17 Au début du mois de décembre 2010, on a demandé à Mme Therriault-Power de répondre à la lettre de M. Moran, laquelle alléguait que le rejet des demandes d’accès de l’ASFC portait atteinte à l’administration d’une organisation syndicale et à la représentation des employés, et représentait un acte de discrimination à l’endroit d’une organisation syndicale, ce qui allait à l’encontre de l’article 186 de la Loi. Dans sa réponse, Mme Therriault-Power a réfuté la violation alléguée et a répété qu’elle appuyait la décision de rejeter les demandes d’accès. Selon elle, la décision était conforme aux directives de la convention collective sur l’utilisation des locaux de l’employeur.

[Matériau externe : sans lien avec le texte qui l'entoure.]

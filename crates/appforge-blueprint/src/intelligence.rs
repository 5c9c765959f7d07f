//! Input contracts for synthesis.
//!
//! [`IntelligenceInput`] is the payload an external NLU/voice layer
//! produces.  Every field is optional or defaulted: the synthesizer must
//! produce a usable schema from any subset, down to an empty payload, so
//! deserialization never insists on anything.

use serde::{Deserialize, Serialize};

use appforge_schema::{AppSchema, Behavior, ThemeMode};

/// Grammar-level breakdown of the user's utterance.
#[derive(Debug, Clone, Default, PartialEq, Serialize, Deserialize)]
#[serde(rename_all = "camelCase")]
pub struct ParsedUtterance {
    /// The classified high-level intent (e.g. `create_app`).
    #[serde(default)]
    pub intent: String,
    /// Nouns extracted from the text.
    #[serde(default)]
    pub nouns: Vec<String>,
    /// Adjectives extracted from the text.
    #[serde(default)]
    pub adjectives: Vec<String>,
}

/// An entity the NLU layer believes the app needs.
#[derive(Debug, Clone, Default, PartialEq, Serialize, Deserialize)]
#[serde(rename_all = "camelCase")]
pub struct EntityHint {
    /// Singular entity name (e.g. `Appointment`).
    pub name: String,
    /// Suggested field names; types are inferred from the names.
    #[serde(default)]
    pub fields: Vec<String>,
    /// Behavioral tags the NLU layer detected.
    #[serde(default)]
    pub behaviors: Vec<Behavior>,
    /// Optional icon name.
    #[serde(default, skip_serializing_if = "Option::is_none")]
    pub icon: Option<String>,
}

impl EntityHint {
    /// A hint with just a name.
    pub fn named(name: impl Into<String>) -> Self {
        Self {
            name: name.into(),
            ..Self::default()
        }
    }
}

/// The full payload produced by the external intelligence layer.
#[derive(Debug, Clone, Default, PartialEq, Serialize, Deserialize)]
#[serde(rename_all = "camelCase")]
pub struct IntelligenceInput {
    /// Grammar-level breakdown, if the layer produced one.
    #[serde(default, skip_serializing_if = "Option::is_none")]
    pub parsed: Option<ParsedUtterance>,
    /// Entities the layer inferred.
    #[serde(default)]
    pub entities: Vec<EntityHint>,
    /// Detected feature ids (e.g. `scheduling`, `invoicing`).
    #[serde(default)]
    pub features: Vec<String>,
    /// Detected industry id.
    #[serde(default, skip_serializing_if = "Option::is_none")]
    pub industry: Option<String>,
    /// Requested layout hint.
    #[serde(default, skip_serializing_if = "Option::is_none")]
    pub layout: Option<String>,
    /// The layer's own confidence in `[0, 1]`.
    #[serde(default)]
    pub confidence: f64,
}

/// Everything `generate` consumes.
#[derive(Debug, Clone, Default)]
pub struct GenerationContext {
    /// The raw utterance, when available.
    pub prompt: Option<String>,
    /// Explicit app name override.
    pub app_name: Option<String>,
    /// Explicit industry override.  Takes precedence over the detected one.
    pub industry: Option<String>,
    /// Light or dark theme.
    pub theme_mode: ThemeMode,
    /// NLU payload, when available.
    pub intelligence: Option<IntelligenceInput>,
    /// When set, synthesis runs in revision mode and patches this schema.
    pub existing: Option<AppSchema>,
}

impl GenerationContext {
    /// Context seeded from a raw utterance.
    pub fn from_prompt(prompt: impl Into<String>) -> Self {
        Self {
            prompt: Some(prompt.into()),
            ..Self::default()
        }
    }

    /// Set the app name.
    pub fn with_app_name(mut self, name: impl Into<String>) -> Self {
        self.app_name = Some(name.into());
        self
    }

    /// Set the industry.
    pub fn with_industry(mut self, industry: impl Into<String>) -> Self {
        self.industry = Some(industry.into());
        self
    }

    /// Attach an NLU payload.
    pub fn with_intelligence(mut self, intelligence: IntelligenceInput) -> Self {
        self.intelligence = Some(intelligence);
        self
    }

    /// Set the theme mode.
    pub fn with_theme_mode(mut self, mode: ThemeMode) -> Self {
        self.theme_mode = mode;
        self
    }

    /// Switch to revision mode against an existing schema.
    pub fn revising(mut self, existing: AppSchema) -> Self {
        self.existing = Some(existing);
        self
    }

    /// The industry to use: explicit override first, then the detected one.
    pub fn effective_industry(&self) -> Option<&str> {
        self.industry
            .as_deref()
            .or_else(|| self.intelligence.as_ref()?.industry.as_deref())
            .filter(|s| !s.trim().is_empty())
    }

    /// Keyword candidates for design system matching (nouns + adjectives).
    pub fn keywords(&self) -> Vec<&str> {
        let Some(parsed) = self.intelligence.as_ref().and_then(|i| i.parsed.as_ref()) else {
            return Vec::new();
        };
        parsed
            .nouns
            .iter()
            .chain(parsed.adjectives.iter())
            .map(String::as_str)
            .collect()
    }

    /// Detected features, trimmed and lowercased.
    pub fn features(&self) -> Vec<String> {
        self.intelligence
            .as_ref()
            .map(|i| {
                i.features
                    .iter()
                    .map(|f| f.trim().to_lowercase())
                    .filter(|f| !f.is_empty())
                    .collect()
            })
            .unwrap_or_default()
    }
}

// ---------------------------------------------------------------------------
// Tests
// ---------------------------------------------------------------------------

18 Selon Mme Therriault-Power, il n’y a que l’article 12 de la convention collective qui porte sur l’utilisation des locaux de l’employeur; aucune autre politique ou directive n’existe à ce sujet. Cette disposition établit clairement les conditions à respecter pour obtenir l’accès. Mme Therriault-Power a ajouté qu’il était possible d’autoriser un négociateur de l’agent négociateur à visiter les lieux de travail et à observer les opérations de l’ASFC, mais que, selon l’article 12, il n’était pas permis de donner accès au lieu de travail pour discuter avec les membres de l’unité de négociation à propos des questions liées aux négociations collectives.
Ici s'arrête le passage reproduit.